◆ **EXERCISE DIRECTIONS**
In the entries below, how many lines contain the string "this"? Give the number by itself.

◆ **Collected data entries**
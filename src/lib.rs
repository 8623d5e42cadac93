//! Nagios/Icinga check for the Puppet Server status endpoint.
//!
//! The crate runs exactly one mutually authenticated HTTPS request against a Puppet Server,
//! classifies the answer and prints one Nagios result line before exiting with the matching
//! exit code.

use std::fmt;
use std::process;

pub mod check;
pub mod config;
pub mod config_generator;
pub mod error;
pub mod query;
pub mod runner;
pub mod telemetry;
pub mod tls;

#[cfg(test)]
mod testing;

pub use crate::error::Error;
pub use crate::runner::Runner;

/// A Resource represents the single service this plugin reports on, from the perspective of
/// nagios. It carries the state, a human readable description and the performance data.
///
/// ```rust
/// # use check_puppetserver::{Metric, Resource, ServiceState, Unit};
/// let resource = Resource::new(ServiceState::Ok)
///     .with_description("Puppet Server looks good")
///     .with_metric(Metric::new("time", 0.25).with_precision(5).with_unit(Unit::Seconds));
/// assert_eq!(
///     &resource.to_nagios_string(),
///     "OK: Puppet Server looks good | time=0.25000s"
/// );
/// ```
#[derive(Clone, Debug)]
pub struct Resource {
    state: ServiceState,
    description: Option<String>,
    metrics: Vec<Metric>,
}

impl Resource {
    pub fn new(state: ServiceState) -> Resource {
        Resource {
            state,
            description: None,
            metrics: Vec::new(),
        }
    }

    pub fn with_description(mut self, description: impl Into<String>) -> Self {
        self.description = Some(description.into());
        self
    }

    pub fn with_metric(mut self, metric: Metric) -> Self {
        self.metrics.push(metric);
        self
    }

    /// Returns a slice of the pushed metrics.
    pub fn metrics(&self) -> &[Metric] {
        &self.metrics
    }

    pub fn state(&self) -> ServiceState {
        self.state
    }

    pub fn set_state(&mut self, state: ServiceState) {
        self.state = state
    }

    /// Get the description of this resource.
    pub fn description(&self) -> Option<&str> {
        self.description.as_deref()
    }

    /// Set the description of this resource.
    pub fn set_description(&mut self, description: impl Into<String>) {
        self.description = Some(description.into());
    }

    /// Returns the string nagios reads the service state from, in the form
    /// `STATE: description | perfdata`.
    pub fn to_nagios_string(&self) -> String {
        let mut s = self.state.to_string();

        if let Some(ref description) = self.description {
            s.push_str(&format!(": {}", description));
        }

        if !self.metrics.is_empty() {
            s.push_str(" |");

            for metric in self.metrics.iter() {
                s.push_str(&format!(" {}", metric.perf_string()));
            }
        }

        s
    }

    pub fn exit_code(&self) -> i32 {
        self.state.exit_code()
    }

    /// Prints Self::to_nagios_string and exits with the exit code from Self::exit_code.
    pub fn print_and_exit(&self) -> ! {
        println!("{}", self.to_nagios_string());
        process::exit(self.exit_code());
    }
}

/// Represents a service state from nagios.
#[derive(Clone, Copy, Debug, PartialEq, Eq)]
pub enum ServiceState {
    Ok,
    Warning,
    Critical,
    Unknown,
}

impl ServiceState {
    /// Returns the corresponding nagios exit code to signal the service state of self.
    pub fn exit_code(&self) -> i32 {
        match self {
            ServiceState::Ok => 0,
            ServiceState::Warning => 1,
            ServiceState::Critical => 2,
            ServiceState::Unknown => 3,
        }
    }
}

impl fmt::Display for ServiceState {
    fn fmt(&self, f: &mut fmt::Formatter<'_>) -> fmt::Result {
        let s = match self {
            ServiceState::Ok => "OK",
            ServiceState::Warning => "WARNING",
            ServiceState::Critical => "CRITICAL",
            ServiceState::Unknown => "UNKNOWN",
        };
        f.write_str(s)
    }
}

#[derive(Clone, Copy, Debug, PartialEq, Eq)]
pub enum Unit {
    None,
    Seconds,
}

impl fmt::Display for Unit {
    fn fmt(&self, f: &mut fmt::Formatter<'_>) -> fmt::Result {
        match self {
            Unit::None => Ok(()),
            Unit::Seconds => f.write_str("s"),
        }
    }
}

/// A single performance data value. No state is derived from it; thresholds are evaluated by
/// the check itself.
#[derive(Clone, Debug, PartialEq)]
pub struct Metric {
    name: String,
    value: f64,
    precision: Option<usize>,
    unit: Unit,
}

impl Metric {
    pub fn new(name: &str, value: f64) -> Self {
        Metric {
            name: name.to_owned(),
            value,
            precision: None,
            unit: Unit::None,
        }
    }

    /// Fixed number of decimals used when rendering the value.
    pub fn with_precision(mut self, precision: usize) -> Self {
        self.precision = Some(precision);
        self
    }

    pub fn with_unit(mut self, unit: Unit) -> Self {
        self.unit = unit;
        self
    }

    pub fn perf_string(&self) -> String {
        // replace `=`
        let name = self.name.replace('=', "_");

        // quote `'`
        let name = name.replace('\'', "''");

        // quote if contains spaces
        let name = if name.contains(' ') {
            format!("'{}'", name)
        } else {
            name
        };

        let value = match self.precision {
            Some(precision) => format!("{:.*}", precision, self.value),
            None => self.value.to_string(),
        };

        format!("{}={}{}", name, value, self.unit)
    }
}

◆ **RESULT BELOW**
3